Question

The masses m1 and m2 are released from rest using work energy theorem find out velocity of the blocks when they move a distance 'x'

Answer 1

ANSWER:

The velocities exhibited by the blocks are 2x/t.

EXPLANATION:

According to "work energy theorem", the change in the kinetic energy of a body will be equal to the work done on the body or by the body.

So

$k_{f}-k_{i}=W$

Here ki and kf are the initial and final kinetic energy exerted by the body and W is the work done by the body. We know that work done can be calculated by dot product of force acting on the body and the distance travelled by the body after exertion of force. Thus

$k_{f}-k_{i}=F, d$

As the blocks are released that means the initial velocity of the blocks will be zero, so the initial kinetic energy of the blocks will also be zero.
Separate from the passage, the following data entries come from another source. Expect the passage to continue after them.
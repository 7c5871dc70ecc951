//! Typed parsing of hierarchical object-store keys.
//!
//! Artifacts are addressed as `module/platform/subscriber/filename`; the
//! cache is keyed by the three-segment prefix `module/platform/subscriber`.
//! All key parsing in the crate goes through these types so the webhook
//! handler and the read path can never disagree about key shape.

use std::fmt;

use serde::{Deserialize, Serialize};

/// Fully-qualified key of one stored artifact: exactly four non-empty
/// segments.
#[derive(Debug, Clone, PartialEq, Eq, Hash)]
pub struct ArtifactKey {
    pub module: String,
    pub platform: String,
    pub subscriber: String,
    pub filename: String,
}

impl ArtifactKey {
    /// Parse a raw storage key. Returns `None` for anything that is not
    /// exactly four non-empty `/`-separated segments.
    pub fn parse(raw: &str) -> Option<Self> {
        let mut segments = raw.split('/');
        let module = segments.next().filter(|s| !s.is_empty())?;
        let platform = segments.next().filter(|s| !s.is_empty())?;
        let subscriber = segments.next().filter(|s| !s.is_empty())?;
        let filename = segments.next().filter(|s| !s.is_empty())?;
        if segments.next().is_some() {
            return None;
        }
        Some(Self {
            module: module.to_string(),
            platform: platform.to_string(),
            subscriber: subscriber.to_string(),
            filename: filename.to_string(),
        })
    }

    /// The cache prefix this artifact belongs to.
    pub fn prefix(&self) -> CachePrefix {
        CachePrefix {
            module: self.module.clone(),
            platform: self.platform.clone(),
            subscriber: self.subscriber.clone(),
        }
    }
}

impl fmt::Display for ArtifactKey {
    fn fmt(&self, f: &mut fmt::Formatter<'_>) -> fmt::Result {
        write!(
            f,
            "{}/{}/{}/{}",
            self.module, self.platform, self.subscriber, self.filename
        )
    }
}

/// Cache key: the `module/platform/subscriber` prefix an artifact set lives
/// under.
#[derive(Debug, Clone, PartialEq, Eq, Hash, Serialize, Deserialize)]
#[serde(into = "String", try_from = "String")]
pub struct CachePrefix {
    module: String,
    platform: String,
    subscriber: String,
}

impl CachePrefix {
    pub fn new(
        module: impl Into<String>,
        platform: impl Into<String>,
        subscriber: impl Into<String>,
    ) -> Self {
        Self {
            module: module.into(),
            platform: platform.into(),
            subscriber: subscriber.into(),
        }
    }

    /// Parse a raw prefix. Returns `None` unless the input is exactly three
    /// non-empty segments.
    pub fn parse(raw: &str) -> Option<Self> {
        let mut segments = raw.split('/');
        let module = segments.next().filter(|s| !s.is_empty())?;
        let platform = segments.next().filter(|s| !s.is_empty())?;
        let subscriber = segments.next().filter(|s| !s.is_empty())?;
        if segments.next().is_some() {
            return None;
        }
        Some(Self::new(module, platform, subscriber))
    }

    pub fn module(&self) -> &str {
        &self.module
    }

    pub fn platform(&self) -> &str {
        &self.platform
    }

    pub fn subscriber(&self) -> &str {
        &self.subscriber
    }
}

impl fmt::Display for CachePrefix {
    fn fmt(&self, f: &mut fmt::Formatter<'_>) -> fmt::Result {
        write!(f, "{}/{}/{}", self.module, self.platform, self.subscriber)
    }
}

impl From<CachePrefix> for String {
    fn from(prefix: CachePrefix) -> Self {
        prefix.to_string()
    }
}

impl TryFrom<String> for CachePrefix {
    type Error = String;

    fn try_from(raw: String) -> Result<Self, Self::Error> {
        CachePrefix::parse(&raw).ok_or_else(|| format!("invalid cache prefix `{raw}`"))
    }
}
use std::error::Error as StdError;

use axum::{
    http::StatusCode,
    response::{IntoResponse, Response},
};
use thiserror::Error;

use crate::infra::error::InfraError;
use crate::infra::objstore::ObjectStoreError;

/// Diagnostic payload attached to error responses for the logging
/// middleware. Never serialized to the client.
#[derive(Debug, Clone)]
pub struct ErrorReport {
    pub source: &'static str,
    pub status: StatusCode,
    pub messages: Vec<String>,
}

impl ErrorReport {
    pub fn from_error(source: &'static str, status: StatusCode, error: &dyn StdError) -> Self {
        let mut messages = Vec::new();
        messages.push(error.to_string());
        let mut current = error.source();
        while let Some(inner) = current {
            messages.push(inner.to_string());
            current = inner.source();
        }
        Self {
            source,
            status,
            messages,
        }
    }

    pub fn from_message(
        source: &'static str,
        status: StatusCode,
        message: impl Into<String>,
    ) -> Self {
        Self {
            source,
            status,
            messages: vec![message.into()],
        }
    }

    pub fn attach(self, response: &mut Response) {
        response.extensions_mut().insert(self);
    }
}

#[derive(Debug, Error)]
pub enum AppError {
    #[error(transparent)]
    Infra(#[from] InfraError),
    #[error(transparent)]
    Store(#[from] ObjectStoreError),
    #[error("validation failed: {0}")]
    Validation(String),
    #[error("unexpected error: {0}")]
    Unexpected(String),
}

impl AppError {
    pub fn validation(message: impl Into<String>) -> Self {
        Self::Validation(message.into())
    }

    pub fn unexpected(message: impl Into<String>) -> Self {
        Self::Unexpected(message.into())
    }

    fn status_code(&self) -> StatusCode {
        match self {
            AppError::Validation(_) => StatusCode::BAD_REQUEST,
            AppError::Store(_) => StatusCode::SERVICE_UNAVAILABLE,
            AppError::Infra(_) | AppError::Unexpected(_) => StatusCode::INTERNAL_SERVER_ERROR,
        }
    }

    fn presentation_message(&self) -> &'static str {
        match self {
            AppError::Validation(_) => "Request could not be processed",
            AppError::Store(_) => "Object store temporarily unavailable",
            AppError::Infra(InfraError::Telemetry(_)) => "Logging subsystem could not start",
            AppError::Infra(_) | AppError::Unexpected(_) => "Unexpected error occurred",
        }
    }
}

impl IntoResponse for AppError {
    fn into_response(self) -> Response {
        let status = self.status_code();
        let message = self.presentation_message();
        let report = ErrorReport::from_error("application::error::AppError", status, &self);
        let mut response = (status, message).into_response();
        report.attach(&mut response);
        response
    }
}

#[cfg(test)]
mod tests {
    use super::*;

    #[test]
    fn report_collects_the_error_chain() {
        let inner = std::io::Error::other("disk gone");
        let error = AppError::from(ObjectStoreError::Io(inner));
        let report =
            ErrorReport::from_error("test", StatusCode::SERVICE_UNAVAILABLE, &error);
        assert_eq!(report.messages.len(), 2);
        assert!(report.messages[1].contains("disk gone"));
    }

    #[test]
    fn store_errors_map_to_service_unavailable() {
        let error = AppError::from(ObjectStoreError::backend("boom"));
        assert_eq!(error.status_code(), StatusCode::SERVICE_UNAVAILABLE);
    }
}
So the final velocity of block with mass m1 when it moved a distance of x will be as follows:

$k_{f}=F \cdot x$

As according to Newton's second law, force is directly proportional to the "mass of the object" and the acceleration exerted by the object. So in that situation:

$k_{f}=m_{1} a \cdot x$

$\frac{1}{2} m_{1} v_{1}^{2}=m_{1} \cdot \frac{v_{1}}{t} \cdot x$

$v_{1}=\frac{2 x}{t}$

Similarly, the block with mass as m2 will also exhibit similar velocity as 2x/t.